Fuente: Solartradex.com

----------


## NDYA

El problema no es la limitación o no limitación de energía usando tal o cual modalidad. El problema es la penalización económica que establece la nueva versión del RD al autoconsumo. Ese es el problema y no no la "limitación" que tú dices (y que yo por lo menos no entiendo que quiere decir).

Clarificando un poco el tema:

Si tú te conectas a la red (ya sea para "vender" o "comprar" energía) que es lo que hace la enorme mayoría de la gente, tienes que pagar el "cargo por autoconsumo" por la electricidad que generas aunque no compres nunca o vendas nunca.

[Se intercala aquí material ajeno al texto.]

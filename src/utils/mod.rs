pub mod dates;
pub mod extractor;
pub mod jwt;
pub mod parameter_error_handler;
pub mod random_code;
pub mod slug;
pub mod sql;
pub mod validate;

pub use extractor::{SafeClassIdI64, SafeIDI64, SafeSessionIdI64};
pub use parameter_error_handler::json_error_handler;
pub use parameter_error_handler::query_error_handler;
pub use sql::escape_like_pattern;
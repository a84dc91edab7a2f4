use sea_orm_migration::prelude::*;

#[derive(DeriveMigrationName)]
pub struct Migration;

#[async_trait::async_trait]
impl MigrationTrait for Migration {
    async fn up(&self, manager: &SchemaManager) -> Result<(), DbErr> {
        // 用户表（身份由外部身份提供方签发，external_id 为其 subject）
        manager
            .create_table(
                Table::create()
                    .table(Users::Table)
                    .if_not_exists()
                    .col(
                        ColumnDef::new(Users::Id)
                            .big_integer()
                            .not_null()
                            .auto_increment()
                            .primary_key(),
                    )
                    .col(
                        ColumnDef::new(Users::ExternalId)
                            .string()
                            .not_null()
                            .unique_key(),
                    )
                    .col(
                        ColumnDef::new(Users::Email)
                            .string()
                            .not_null()
                            .unique_key(),
                    )
                    .col(ColumnDef::new(Users::DisplayName).string().null())
                    .col(ColumnDef::new(Users::Role).string().not_null())
                    .col(ColumnDef::new(Users::CreatedAt).big_integer().not_null())
                    .col(ColumnDef::new(Users::UpdatedAt).big_integer().not_null())
                    .to_owned(),
            )
            .await?;

        // 教师表
        manager
            .create_table(
                Table::create()
                    .table(Teachers::Table)
                    .if_not_exists()
                    .col(
                        ColumnDef::new(Teachers::Id)
                            .big_integer()
                            .not_null()
                            .auto_increment()
                            .primary_key(),
                    )
                    .col(ColumnDef::new(Teachers::UserId).big_integer().null())
                    .col(ColumnDef::new(Teachers::Name).string().not_null())
                    .col(
                        ColumnDef::new(Teachers::Email)
                            .string()
                            .not_null()
                            .unique_key(),
                    )
                    .col(ColumnDef::new(Teachers::Phone).string().null())
                    .col(ColumnDef::new(Teachers::Subject).string().null())
                    .col(ColumnDef::new(Teachers::HiredOn).date().null())
                    .col(ColumnDef::new(Teachers::Status).string().not_null())
                    .col(ColumnDef::new(Teachers::CreatedAt).big_integer().not_null())
                    .col(ColumnDef::new(Teachers::UpdatedAt).big_integer().not_null())
                    .foreign_key(
                        ForeignKey::create()
                            .from(Teachers::Table, Teachers::UserId)
                            .to(Users::Table, Users::Id)
                            .on_delete(ForeignKeyAction::SetNull),
                    )
                    .to_owned(),
            )
            .await?;

        // 学生表
        manager
            .create_table(
                Table::create()
                    .table(Students::Table)
                    .if_not_exists()
                    .col(
                        ColumnDef::new(Students::Id)
                            .big_integer()
                            .not_null()
                            .auto_increment()
                            .primary_key(),
                    )
                    .col(ColumnDef::new(Students::UserId).big_integer().null())
                    .col(ColumnDef::new(Students::Name).string().not_null())
                    .col(
                        ColumnDef::new(Students::Email)
                            .string()
                            .not_null()
                            .unique_key(),
                    )
                    .col(ColumnDef::new(Students::Phone).string().null())
                    .col(ColumnDef::new(Students::DateOfBirth).date().null())
                    .col(ColumnDef::new(Students::GuardianName).string().null())
                    .col(ColumnDef::new(Students::GuardianPhone).string().null())
                    .col(ColumnDef::new(Students::Address).text().null())
                    .col(ColumnDef::new(Students::Status).string().not_null())
                    .col(ColumnDef::new(Students::EnrolledOn).date().null())
                    .col(ColumnDef::new(Students::CreatedAt).big_integer().not_null())
                    .col(ColumnDef::new(Students::UpdatedAt).big_integer().not_null())
                    .foreign_key(
                        ForeignKey::create()
                            .from(Students::Table, Students::UserId)
                            .to(Users::Table, Users::Id)
                            .on_delete(ForeignKeyAction::SetNull),
                    )
                    .to_owned(),
            )
            .await?;

        // 班级表
        manager
            .create_table(
                Table::create()
                    .table(Classes::Table)
                    .if_not_exists()
                    .col(
                        ColumnDef::new(Classes::Id)
                            .big_integer()
                            .not_null()
                            .auto_increment()
                            .primary_key(),
                    )
                    .col(
                        ColumnDef::new(Classes::Name)
                            .string()
                            .not_null()
                            .unique_key(),
                    )
                    .col(ColumnDef::new(Classes::Description).text().null())
                    .col(ColumnDef::new(Classes::TeacherId).big_integer().null())
                    .col(ColumnDef::new(Classes::Level).string().null())
                    .col(
                        ColumnDef::new(Classes::MonthlyFee)
                            .double()
                            .not_null()
                            .default(0.0),
                    )
                    .col(ColumnDef::new(Classes::Capacity).integer().null())
                    .col(ColumnDef::new(Classes::CreatedAt).big_integer().not_null())
                    .col(ColumnDef::new(Classes::UpdatedAt).big_integer().not_null())
                    .foreign_key(
                        ForeignKey::create()
                            .from(Classes::Table, Classes::TeacherId)
                            .to(Teachers::Table, Teachers::Id)
                            .on_delete(ForeignKeyAction::SetNull),
                    )
                    .to_owned(),
            )
            .await?;

        // 课表
        manager
            .create_table(
                Table::create()
                    .table(ClassSchedules::Table)
                    .if_not_exists()
                    .col(
                        ColumnDef::new(ClassSchedules::Id)
                            .big_integer()
                            .not_null()
                            .auto_increment()
                            .primary_key(),
                    )
                    .col(
                        ColumnDef::new(ClassSchedules::ClassId)
                            .big_integer()
                            .not_null(),
                    )
                    .col(
                        ColumnDef::new(ClassSchedules::DayOfWeek)
                            .integer()
                            .not_null(),
                    )
                    .col(ColumnDef::new(ClassSchedules::StartTime).time().not_null())
                    .col(ColumnDef::new(ClassSchedules::EndTime).time().not_null())
                    .col(ColumnDef::new(ClassSchedules::Room).string().null())
                    .col(
                        ColumnDef::new(ClassSchedules::CreatedAt)
                            .big_integer()
                            .not_null(),
                    )
                    .col(
                        ColumnDef::new(ClassSchedules::UpdatedAt)
                            .big_integer()
                            .not_null(),
                    )
                    .foreign_key(
                        ForeignKey::create()
                            .from(ClassSchedules::Table, ClassSchedules::ClassId)
                            .to(Classes::Table, Classes::Id)
                            .on_delete(ForeignKeyAction::Cascade),
                    )
                    .to_owned(),
            )
            .await?;

        // 课表-教师分配表
        manager
            .create_table(
                Table::create()
                    .table(ScheduleTeachers::Table)
                    .if_not_exists()
                    .col(
                        ColumnDef::new(ScheduleTeachers::Id)
                            .big_integer()
                            .not_null()
                            .auto_increment()
                            .primary_key(),
                    )
                    .col(
                        ColumnDef::new(ScheduleTeachers::ScheduleId)
                            .big_integer()
                            .not_null(),
                    )
                    .col(
                        ColumnDef::new(ScheduleTeachers::TeacherId)
                            .big_integer()
                            .not_null(),
                    )
                    .foreign_key(
                        ForeignKey::create()
                            .from(ScheduleTeachers::Table, ScheduleTeachers::ScheduleId)
                            .to(ClassSchedules::Table, ClassSchedules::Id)
                            .on_delete(ForeignKeyAction::Cascade),
                    )
                    .foreign_key(
                        ForeignKey::create()
                            .from(ScheduleTeachers::Table, ScheduleTeachers::TeacherId)
                            .to(Teachers::Table, Teachers::Id)
                            .on_delete(ForeignKeyAction::Cascade),
                    )
                    .to_owned(),
            )
            .await?;

        // 索引
        manager
            .create_index(
                Index::create()
                    .if_not_exists()
                    .name("idx_users_role")
                    .table(Users::Table)
                    .col(Users::Role)
                    .to_owned(),
            )
            .await?;

        manager
            .create_index(
                Index::create()
                    .if_not_exists()
                    .name("idx_students_status")
                    .table(Students::Table)
                    .col(Students::Status)
                    .to_owned(),
            )
            .await?;

        manager
            .create_index(
                Index::create()
                    .if_not_exists()
                    .name("idx_classes_teacher_id")
                    .table(Classes::Table)
                    .col(Classes::TeacherId)
                    .to_owned(),
            )
            .await?;

        manager
            .create_index(
                Index::create()
                    .if_not_exists()
                    .name("idx_class_schedules_class_id")
                    .table(ClassSchedules::Table)
                    .col(ClassSchedules::ClassId)
                    .to_owned(),
            )
            .await?;

        manager
            .create_index(
                Index::create()
                    .if_not_exists()
                    .unique()
                    .name("uq_schedule_teachers_pair")
                    .table(ScheduleTeachers::Table)
                    .col(ScheduleTeachers::ScheduleId)
                    .col(ScheduleTeachers::TeacherId)
                    .to_owned(),
            )
            .await?;

        Ok(())
    }

    async fn down(&self, manager: &SchemaManager) -> Result<(), DbErr> {
        // 按照创建的相反顺序删除
        manager
            .drop_table(Table::drop().table(ScheduleTeachers::Table).to_owned())
            .await?;
        manager
            .drop_table(Table::drop().table(ClassSchedules::Table).to_owned())
            .await?;
        manager
            .drop_table(Table::drop().table(Classes::Table).to_owned())
            .await?;
        manager
            .drop_table(Table::drop().table(Students::Table).to_owned())
            .await?;
        manager
            .drop_table(Table::drop().table(Teachers::Table).to_owned())
            .await?;
        manager
            .drop_table(Table::drop().table(Users::Table).to_owned())
            .await?;
        Ok(())
    }
}

#[derive(DeriveIden)]
pub(crate) enum Users {
    #[sea_orm(iden = "users")]
    Table,
    Id,
    ExternalId,
    Email,
    DisplayName,
    Role,
    CreatedAt,
    UpdatedAt,
}

#[derive(DeriveIden)]
pub(crate) enum Teachers {
    #[sea_orm(iden = "teachers")]
    Table,
    Id,
    UserId,
    Name,
    Email,
    Phone,
    Subject,
    HiredOn,
    Status,
    CreatedAt,
    UpdatedAt,
}

#[derive(DeriveIden)]
pub(crate) enum Students {
    #[sea_orm(iden = "students")]
    Table,
    Id,
    UserId,
    Name,
    Email,
    Phone,
    DateOfBirth,
    GuardianName,
    GuardianPhone,
    Address,
    Status,
    EnrolledOn,
    CreatedAt,
    UpdatedAt,
}

#[derive(DeriveIden)]
pub(crate) enum Classes {
    #[sea_orm(iden = "classes")]
    Table,
    Id,
    Name,
    Description,
    TeacherId,
    Level,
    MonthlyFee,
    Capacity,
    CreatedAt,
    UpdatedAt,
}

#[derive(DeriveIden)]
pub(crate) enum ClassSchedules {
    #[sea_orm(iden = "class_schedules")]
    Table,
    Id,
    ClassId,
    DayOfWeek,
    StartTime,
    EndTime,
    Room,
    CreatedAt,
    UpdatedAt,
}

#[derive(DeriveIden)]
enum ScheduleTeachers {
    #[sea_orm(iden = "schedule_teachers")]
    Table,
    Id,
    ScheduleId,
    TeacherId,
}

Este es el problema, ya lo de menos es si tienes que pagar un impuesto específico por la baterías (que ya veremos, porque con los permanentes cambios de este gobierno...) porque lo pagas por toda la energía que produces y autoconsumes.

Esto resulta muy injusto, porque si tu contratas con una compañía eléctrica para que te suministre cuando tu producción no sea suficiente, en la factura mensual ya pagas, como todos, por la potencia contratada, otros servicios... etc y claro por la energía consumida. Es decir que ya estás contribuyendo al pago de la red que puedes utilizar o no y luego vuelves a pagar con el "cargo por autoconsumo". Pagas doblemente penalizando muy fuertemente el autoconsumo.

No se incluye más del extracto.